后来查出来,他未婚妻的舅舅,解放前在旧警察局待过两年。

不是本人,是舅舅。

事情也讲清楚了,没用。提拔压下来了。

年底他自己打报告,调去更偏的点儿了。”

她说完,沉默了一会儿。

“我没別的意思。”

她把碎发又掖了一下,这回动作快了些,“你自己的前途,你自己要想清楚。”

她弯腰把麻袋拎起来,走到角落装了点干蘑菇。

“她是个好姑娘。”

声音很轻,像自言自语,“但好姑娘……不一定是能跟你走到一条路上的人。”

麻袋系好了。

她拎起来,走到门口。

雪光把她的侧脸勾出一道细细的银边。她站住了,没回头。

“你上回落河那事儿,我后来想了很久。以后有什么事直接找我说,憋在心里容易走岔道。
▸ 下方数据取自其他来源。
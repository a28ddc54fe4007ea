use async_trait::async_trait;

use crate::error::Result;
use crate::models::{
    AddressLookup, CatalogEstimate, DrawingRequest, HeightFetchRequest, HeightFetchResponse,
    ManualHeights, ScaffoldingGeometry, TakeoffRequest, TakeoffResult,
};

/// Port for the scaffolding-planning backend
///
/// Every call is a single request with no retry. Adapters map transport
/// failures, non-2xx responses, and undecodable bodies onto [`crate::GeruestError`].
#[async_trait]
pub trait Backend: Send + Sync {
    /// Geocode an address and list the registry buildings at that position
    async fn lookup_address(&self, address: &str) -> Result<AddressLookup>;

    /// Facade sides, footprint, and heights for an address
    ///
    /// # Arguments
    /// * `manual` - Eave/ridge overrides the backend should use instead of measured values
    /// * `refresh` - Bypass the backend's own geometry cache
    async fn scaffolding_geometry(
        &self,
        address: &str,
        manual: Option<&ManualHeights>,
        refresh: bool,
    ) -> Result<ScaffoldingGeometry>;

    /// Authoritative NPK 114 take-off
    async fn takeoff(&self, request: &TakeoffRequest) -> Result<TakeoffResult>;

    /// Generated drawing as SVG markup
    async fn drawing(&self, request: &DrawingRequest) -> Result<String>;

    /// Import heights for a building from the height model on demand
    async fn fetch_heights(&self, request: &HeightFetchRequest) -> Result<HeightFetchResponse>;

    /// Itemized parts list for a scaffold system and billable area
    async fn material_catalog(&self, system_id: &str, area_m2: f64) -> Result<CatalogEstimate>;
}
use serde::{Deserialize, Serialize};
use std::fmt;
use std::str::FromStr;

use super::building::{BuildingHeights, ManualHeights, RoofShape};
use super::facade::FacadeSide;
use crate::error::GeruestError;
use crate::takeoff::{self, ROOF_WORK_MARGIN_M};

/// What the scaffold is erected for; decides which building height applies
#[derive(Debug, Clone, Copy, PartialEq, Eq, Serialize, Deserialize, Default)]
#[serde(rename_all = "snake_case")]
pub enum WorkType {
    /// Roof work: scaffold reaches past the ridge for fall protection
    RoofWork,
    /// Facade work: scaffold reaches the eave
    #[default]
    FacadeWork,
}

impl WorkType {
    pub fn as_param(&self) -> &'static str {
        match self {
            WorkType::RoofWork => "dacharbeiten",
            WorkType::FacadeWork => "fassadenarbeiten",
        }
    }
}

impl FromStr for WorkType {
    type Err = GeruestError;

    fn from_str(s: &str) -> Result<Self, Self::Err> {
        match s.to_lowercase().as_str() {
            "roof" | "roof-work" | "roof_work" | "dach" | "dacharbeiten" => Ok(WorkType::RoofWork),
            "facade" | "facade-work" | "facade_work" | "fassade" | "fassadenarbeiten" => {
                Ok(WorkType::FacadeWork)
            }
            _ => Err(GeruestError::ConfigInvalid {
                key: "work_type".to_string(),
                reason: format!("Invalid work type: {}. Use roof or facade", s),
            }),
        }
    }
}

/// Scaffold purpose
#[derive(Debug, Clone, Copy, PartialEq, Eq, Serialize, Deserialize, Default)]
#[serde(rename_all = "snake_case")]
pub enum ScaffoldType {
    /// Arbeitsgerüst
    #[default]
    Working,
    /// Schutzgerüst
    Protective,
    /// Fanggerüst
    Catch,
}

impl ScaffoldType {
    pub fn label_de(&self) -> &'static str {
        match self {
            ScaffoldType::Working => "Arbeitsgerüst",
            ScaffoldType::Protective => "Schutzgerüst",
            ScaffoldType::Catch => "Fanggerüst",
        }
    }
}

impl FromStr for ScaffoldType {
    type Err = GeruestError;

    fn from_str(s: &str) -> Result<Self, Self::Err> {
        match s.to_lowercase().as_str() {
            "working" | "arbeit" | "arbeitsgeruest" => Ok(ScaffoldType::Working),
            "protective" | "schutz" | "schutzgeruest" => Ok(ScaffoldType::Protective),
            "catch" | "fang" | "fanggeruest" => Ok(ScaffoldType::Catch),
            _ => Err(GeruestError::ConfigInvalid {
                key: "scaffold_type".to_string(),
                reason: format!("Invalid scaffold type: {}. Use working, protective, or catch", s),
            }),
        }
    }
}

/// Breitenklasse: planking width category
#[derive(Debug, Clone, Copy, PartialEq, Eq, Serialize, Deserialize, Default)]
pub enum WidthClass {
    W06,
    #[default]
    W09,
    W12,
}

impl WidthClass {
    /// Usable planking width in metres
    pub fn planking_width_m(&self) -> f64 {
        match self {
            WidthClass::W06 => 0.6,
            WidthClass::W09 => 0.9,
            WidthClass::W12 => 1.2,
        }
    }
}

impl fmt::Display for WidthClass {
    fn fmt(&self, f: &mut fmt::Formatter<'_>) -> fmt::Result {
        let s = match self {
            WidthClass::W06 => "W06",
            WidthClass::W09 => "W09",
            WidthClass::W12 => "W12",
        };
        f.write_str(s)
    }
}

impl FromStr for WidthClass {
    type Err = GeruestError;

    fn from_str(s: &str) -> Result<Self, Self::Err> {
        match s.to_uppercase().as_str() {
            "W06" | "W6" => Ok(WidthClass::W06),
            "W09" | "W9" => Ok(WidthClass::W09),
            "W12" => Ok(WidthClass::W12),
            _ => Err(GeruestError::ConfigInvalid {
                key: "width_class".to_string(),
                reason: format!("Invalid width class: {}. Use W06, W09, or W12", s),
            }),
        }
    }
}

/// Scaffold system whose catalog the backend prices against
#[derive(Debug, Clone, Copy, PartialEq, Eq, Serialize, Deserialize, Default)]
#[serde(rename_all = "snake_case")]
pub enum ScaffoldSystem {
    /// Layher Blitz 70
    #[default]
    Blitz70,
    /// Layher Allround
    Allround,
}

impl ScaffoldSystem {
    pub fn id(&self) -> &'static str {
        match self {
            ScaffoldSystem::Blitz70 => "blitz70",
            ScaffoldSystem::Allround => "allround",
        }
    }

    pub fn display_name(&self) -> &'static str {
        match self {
            ScaffoldSystem::Blitz70 => "Layher Blitz 70",
            ScaffoldSystem::Allround => "Layher Allround",
        }
    }
}

impl FromStr for ScaffoldSystem {
    type Err = GeruestError;

    fn from_str(s: &str) -> Result<Self, Self::Err> {
        match s.to_lowercase().replace([' ', '-', '_'], "").as_str() {
            "blitz70" | "blitz" | "layherblitz70" => Ok(ScaffoldSystem::Blitz70),
            "allround" | "layherallround" => Ok(ScaffoldSystem::Allround),
            _ => Err(GeruestError::ConfigInvalid {
                key: "scaffold_system".to_string(),
                reason: format!("Unknown scaffold system: {}. Use blitz70 or allround", s),
            }),
        }
    }
}

/// Scaffold configuration for one address session
#[derive(Debug, Clone, PartialEq, Serialize, Deserialize, Default)]
pub struct ScaffoldingConfig {
    pub work_type: WorkType,
    pub scaffold_type: ScaffoldType,
    pub width_class: WidthClass,
    pub system: ScaffoldSystem,
    pub roof_shape: RoofShape,

    /// Heights received from the backend
    pub heights: BuildingHeights,

    /// User overrides applied on top of `heights`
    pub manual_heights: Option<ManualHeights>,
}

impl ScaffoldingConfig {
    /// Heights after applying manual overrides
    pub fn effective_heights(&self) -> BuildingHeights {
        self.heights.with_overrides(self.manual_heights.as_ref())
    }

    /// Scaffold height derived from the work type.
    ///
    /// Roof work adds the SUVA fall-protection margin above the ridge;
    /// facade work stops at the eave. Missing heights fall back to the
    /// estimate, then to zero.
    pub fn scaffold_height(&self) -> f64 {
        let heights = self.effective_heights();
        match self.work_type {
            WorkType::RoofWork => {
                heights.ridge_height_m.or(heights.estimated_height_m).unwrap_or(0.0)
                    + ROOF_WORK_MARGIN_M
            }
            WorkType::FacadeWork => {
                heights.eave_height_m.or(heights.estimated_height_m).unwrap_or(0.0)
            }
        }
    }

    /// Sum of nominal facade lengths
    pub fn total_length<'a>(&self, sides: impl IntoIterator<Item = &'a FacadeSide>) -> f64 {
        sides.into_iter().map(|s| takeoff::sanitize(s.length_m)).sum()
    }

    /// Nominal facade area (length x scaffold height), before NPK surcharges
    pub fn total_area<'a>(&self, sides: impl IntoIterator<Item = &'a FacadeSide>) -> f64 {
        self.total_length(sides) * self.scaffold_height()
    }
}

#[cfg(test)]
mod tests {
    use super::*;
    use crate::models::building::HeightSource;
    use crate::models::facade::CompassDirection;

    fn heights(eave: Option<f64>, ridge: Option<f64>, estimated: Option<f64>) -> BuildingHeights {
        BuildingHeights {
            eave_height_m: eave,
            ridge_height_m: ridge,
            estimated_height_m: estimated,
            source: HeightSource::Measured,
        }
    }

    fn side(index: usize, length_m: f64) -> FacadeSide {
        FacadeSide {
            index,
            start: [0.0, 0.0],
            end: [length_m, 0.0],
            length_m,
            direction: CompassDirection::S,
            angle_deg: 0.0,
        }
    }

    #[test]
    fn test_roof_work_uses_ridge_plus_margin() {
        let config = ScaffoldingConfig {
            work_type: WorkType::RoofWork,
            heights: heights(Some(7.0), Some(11.5), Some(9.0)),
            ..Default::default()
        };
        assert!((config.scaffold_height() - 12.5).abs() < 1e-9);
    }

    #[test]
    fn test_facade_work_uses_eave() {
        let config = ScaffoldingConfig {
            work_type: WorkType::FacadeWork,
            heights: heights(Some(7.0), Some(11.5), Some(9.0)),
            ..Default::default()
        };
        assert!((config.scaffold_height() - 7.0).abs() < 1e-9);
    }

    #[test]
    fn test_height_falls_back_to_estimate_then_zero() {
        let mut config = ScaffoldingConfig {
            work_type: WorkType::FacadeWork,
            heights: heights(None, None, Some(9.0)),
            ..Default::default()
        };
        assert!((config.scaffold_height() - 9.0).abs() < 1e-9);

        config.work_type = WorkType::RoofWork;
        assert!((config.scaffold_height() - 10.0).abs() < 1e-9);

        config.heights = heights(None, None, None);
        assert!((config.scaffold_height() - 1.0).abs() < 1e-9);

        config.work_type = WorkType::FacadeWork;
        assert_eq!(config.scaffold_height(), 0.0);
    }

    #[test]
    fn test_manual_override_wins() {
        let config = ScaffoldingConfig {
            work_type: WorkType::FacadeWork,
            heights: heights(Some(7.0), None, None),
            manual_heights: Some(ManualHeights::new(Some(8.5), None)),
            ..Default::default()
        };
        assert!((config.scaffold_height() - 8.5).abs() < 1e-9);
    }

    #[test]
    fn test_totals() {
        let config = ScaffoldingConfig {
            heights: heights(Some(6.0), None, None),
            ..Default::default()
        };
        let sides = vec![side(0, 10.0), side(1, 4.0)];
        assert!((config.total_length(&sides) - 14.0).abs() < 1e-9);
        assert!((config.total_area(&sides) - 84.0).abs() < 1e-9);
    }

    #[test]
    fn test_parse_enums() {
        assert_eq!("roof".parse::<WorkType>().unwrap(), WorkType::RoofWork);
        assert_eq!("Fassade".parse::<WorkType>().unwrap(), WorkType::FacadeWork);
        assert_eq!("w12".parse::<WidthClass>().unwrap(), WidthClass::W12);
        assert_eq!("Layher Blitz 70".parse::<ScaffoldSystem>().unwrap(), ScaffoldSystem::Blitz70);
        assert_eq!("catch".parse::<ScaffoldType>().unwrap(), ScaffoldType::Catch);
        assert!("W15".parse::<WidthClass>().is_err());
        assert!("ladder".parse::<WorkType>().is_err());
    }
}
”

门帘落下,冷风钻进来一缕,很快散了。

许一鸣还站在架子边上。

身边是码得整整齐齐的冻鱼,墙上掛著红辣椒,空气里有各种食材混在一起的复杂气味。

他从窗缝往外看了一眼。

林玉蓉正从女知青那屋出来,端著个盆,大概是去铲雪化水。

她走得很慢,低著头,不知在想什么。雪地上留下一串浅浅的脚印。

门帘落下,冷风被挡在外面。

许一鸣还那么靠著木架思索著安亚楠的话。

是好意提醒?

远处木屋里的笑闹声隔了几层墙,闷闷的,祖刚不知在喊谁耍赖,陈卫东嗓门大,盖过去了。

那些声音像隔著一层厚玻璃,听得见,够不著。

他想起安亚楠说的那句话。

“你上回落水那事儿,我后来想了很久。”

他其实也在想。来了这儿之后常想,干活的时候想,睡不著的时候想,蹲在冰窟窿边上等鱼的时候也想。

前任“许一鸣”到底是怎么走到这一步的?

他翻过前任的记忆,一个闷葫芦,话都烂在肚子里,烂成酸汤子。

喜欢一个人喜欢得不知道怎么办,就默默跟在安亚楠身后,不计较任何后果的指哪打哪!

他替那个人不值。

不是不值那条命,是不值他那些媚眼都拋给了瞎子。

他永远也无法叫醒一个装睡的人。

如今。

此许一鸣不是彼许一鸣,那个人掉进河里,没上来。

上岸的是另一个人,带著他的嘴、他的手脚、他那份不会说出口的惦记。

这份惦记往后往哪儿搁,他不知道。

他只知道自己才不在乎什么身份呢,喜欢就是喜欢,管那么多干嘛?

鱼还得晾,冰窟窿明天还得去,林玉蓉明晚大概还会坐在炉子边,捧著碗慢慢喝汤。

这就够了。

先过完这个冬天再说。

他最后看了一眼窗缝外头。

雪地上那串脚印已经被新雪盖住浅浅一层,快看不清了。

第二天,大家都兴致很高,早早起来扛上傢伙什去河边刨冰。

可收穫还是那样,忙乎一天打上来五六条大鱼,若干小鱼。

忙乎几天,许一鸣蹲在冰窟窿边,看著那黑黢黢的流水,脑子里忽然转了个弯。

“这么零敲碎打不成,”

他用木棍搅著水,“鱼在底下游,咱们守著一个死窟窿,跟守株待兔差不多。得让它动起来。”